7.2 Purché idonee a caratterizzare una discontinuità nel servizio, anche le turbative di breve durata possono realizzare l’evento. Occorre, tuttavia, che si tratti di discontinuità dotata di apprezzabile significato; e siffatta valutazione andrà effettuata secondo canoni di plausibilità laddove, come nella specie, tempo ed intensità della interruzione temporanea non possono che essere letti e filtrati dalla natura e dal rilievo da ascrivere alla specifica funzione o servizio in gioco in funzione degli interessi perseguiti nell’interesse della collettività, dovendosi considerare all’uopo i disagi ed il correlato rilievo ponderale dei rischi cui risultano esposti gli utenti in ragione della riscontrata discontinuità.
7.3 Nel caso, i servizi disturbati dall’azione del ricorrente vedono nella pronta ed immediata risposta delle forze dell’ordine interessate alle esigenze di intervento prospettate dagli utenti la ragion d’essere della funzionalità che li connota. Ne viene che, se ripetuta con una certa continuità anche se per frazioni di tempo modeste, l’azione di disturbo operata dall’agente finisce per creare un serio ostacolo alle possibilità di garantire pronta e regolare funzionalità al servizio di immediata emergenza sotteso alle linee telefoniche all’uopo dedicate. E nel caso è pacifico che le chiamate, non immediatamente interrotte all’atto del contatto con l’operatore (in ragione del riscontrato tenore della contestazione), furono ben settantuno, suddivise in soli sei giorni, dando così corpo, in linea con quanto osservato dalla Corte territoriale (pur con le precisate delimitazioni sopra rassegnate) ad una, seppur temporanea e non continuativa ma effettiva e certamente apprezzabile, turbativa del regolare svolgimento dei relativi servizi di soccorso in ragione delle difficoltà oggettive di accesso al servizio per la generalità degli utenti interessati.
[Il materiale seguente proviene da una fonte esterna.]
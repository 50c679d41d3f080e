use super::*;
use time::macros::{date, time};

fn weekday_clinic() -> Availability {
    Availability::new(
        vec![Weekday::Monday, Weekday::Wednesday, Weekday::Friday],
        Some((time!(9:00), time!(17:00))),
    )
}

// =============================================================
// Parsing
// =============================================================

#[test]
fn parse_time_accepts_wire_and_display_forms() {
    assert_eq!(parse_time("09:30"), Ok(time!(9:30)));
    assert_eq!(parse_time("17:00:00"), Ok(time!(17:00)));
    assert_eq!(parse_time("9:30PM"), Ok(time!(21:30)));
    assert_eq!(parse_time("09:30 am"), Ok(time!(9:30)));
    assert_eq!(parse_time("half past"), Err(ScheduleError::InvalidTime("half past".to_owned())));
}

#[test]
fn twelve_hour_format_is_zero_padded() {
    assert_eq!(format_time_12h(time!(9:00)), "09:00AM");
    assert_eq!(format_time_12h(time!(17:00)), "05:00PM");
    assert_eq!(format_time(time!(7:05)), "07:05");
}

#[test]
fn dates_round_trip_wire_format() {
    assert_eq!(parse_date("2026-10-21"), Ok(date!(2026 - 10 - 21)));
    assert_eq!(format_date(date!(2026 - 01 - 05)), "2026-01-05");
    assert!(matches!(parse_date("10/21/2026"), Err(ScheduleError::InvalidDate(_))));
}

#[test]
fn weekday_names_are_case_insensitive() {
    assert_eq!(parse_weekday("Monday"), Some(Weekday::Monday));
    assert_eq!(parse_weekday("tue"), Some(Weekday::Tuesday));
    assert_eq!(parse_weekday(" SATURDAY "), Some(Weekday::Saturday));
    assert_eq!(parse_weekday("Thurs"), None);
    assert_eq!(parse_weekday("Funday"), None);
    assert_eq!(parse_weekday("mo"), None);
}

// =============================================================
// Dates
// =============================================================

#[test]
fn only_available_weekdays_are_selectable() {
    let clinic = weekday_clinic();
    let today = date!(2026 - 10 - 19);
    assert_eq!(clinic.check_date(date!(2026 - 10 - 21), today), Ok(date!(2026 - 10 - 21)));
    assert_eq!(
        clinic.check_date(date!(2026 - 10 - 22), today),
        Err(ScheduleError::UnavailableDay(Weekday::Thursday))
    );
}

#[test]
fn past_dates_are_rejected_but_today_is_allowed() {
    let clinic = weekday_clinic();
    let today = date!(2026 - 10 - 19);
    assert_eq!(clinic.check_date(today, today), Ok(today));
    assert_eq!(clinic.check_date(date!(2026 - 10 - 16), today), Err(ScheduleError::PastDate));
}

#[test]
fn upcoming_dates_skip_unavailable_days() {
    let dates = weekday_clinic().upcoming_dates(date!(2026 - 10 - 20), 3);
    assert_eq!(dates, vec![date!(2026 - 10 - 21), date!(2026 - 10 - 23), date!(2026 - 10 - 26)]);
    assert!(Availability::default().upcoming_dates(date!(2026 - 10 - 20), 3).is_empty());
}

// =============================================================
// Times
// =============================================================

#[test]
fn window_boundaries_are_inclusive() {
    let clinic = weekday_clinic();
    let range = TimeRange::new(time!(9:00), time!(17:00)).unwrap();
    assert_eq!(clinic.check_time(range), Ok(range));
}

#[test]
fn outside_window_echoes_bounds() {
    let clinic = weekday_clinic();
    let range = TimeRange::new(time!(16:30), time!(17:30)).unwrap();
    let err = clinic.check_time(range).unwrap_err();
    assert_eq!(err.to_string(), "Please select between 09:00AM ~ 05:00PM");

    let early = TimeRange::new(time!(8:59), time!(10:00)).unwrap();
    assert!(clinic.check_time(early).is_err());
}

#[test]
fn reversed_range_is_rejected() {
    assert_eq!(TimeRange::parse("11:00", "10:00"), Err(ScheduleError::ReversedRange));
    assert!(TimeRange::parse("10:00", "10:00").is_ok());
}

#[test]
fn no_configured_hours_accepts_any_slot() {
    let open = Availability::new(vec![Weekday::Sunday], None);
    let range = TimeRange::parse("06:00", "23:00").unwrap();
    assert_eq!(open.check_time(range), Ok(range));
    assert_eq!(open.window_label(), None);
}

#[test]
fn range_renders_for_wire_and_display() {
    let range = TimeRange::parse("13:00", "14:30").unwrap();
    assert_eq!(range.to_wire(), ["13:00".to_owned(), "14:30".to_owned()]);
    assert_eq!(range.to_string(), "01:00PM ~ 02:30PM");
}

// =============================================================
// Profiles
// =============================================================

#[test]
fn availability_reads_doctor_profile() {
    let profile: DoctorProfile = serde_json::from_value(serde_json::json!({
        "id": 4,
        "days_available": "Monday, friday, someday",
        "time_start": "08:00:00",
        "time_end": "12:00",
    }))
    .unwrap();
    let availability = Availability::from_profile(&profile);
    assert_eq!(availability.days(), &[Weekday::Monday, Weekday::Friday]);
    assert_eq!(availability.window_label().as_deref(), Some("08:00AM ~ 12:00PM"));
}

#[test]
fn upcoming_dates_are_capped_at_a_year() {
    let every_day = Availability::new(
        vec![
            Weekday::Monday,
            Weekday::Tuesday,
            Weekday::Wednesday,
            Weekday::Thursday,
            Weekday::Friday,
            Weekday::Saturday,
            Weekday::Sunday,
        ],
        None,
    );
    let dates = every_day.upcoming_dates(date!(2026 - 10 - 19), usize::MAX);
    assert_eq!(dates.len(), MAX_UPCOMING_DATES);
    assert_eq!(dates.last(), Some(&date!(2027 - 10 - 19)));
}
8. È infondato anche il secondo motivo di ricorso.
Il complessivo tenore della motivazione avuto riguardo alle connotazioni dell’azione e la valutazione della capacità a delinquere esplicitata nel considerare i precedenti specifici in ragione della affermata esclusione del beneficio della sospensione condizionale consentono di ritenere adeguatamente argomentata, sul piano dei contenuti, la scelta resa nella dosimetria della pena comminata.
Del resto, con riferimento alle generiche, il ricorso in parte qua si connota per una assoluta genericità, non risultando esplicitate le ragioni di positiva valutazione utili ad una conclusione di segno diverso, segnalate alla Corte territoriale e pretermesse nella decisione adottata.
Alla reiezione del ricorso segue la condanna del ricorrente al pagamento delle spese processuali.

P.Q.M.

Rigetta il ricorso e condanna il ricorrente al pagamento delle spese processuali.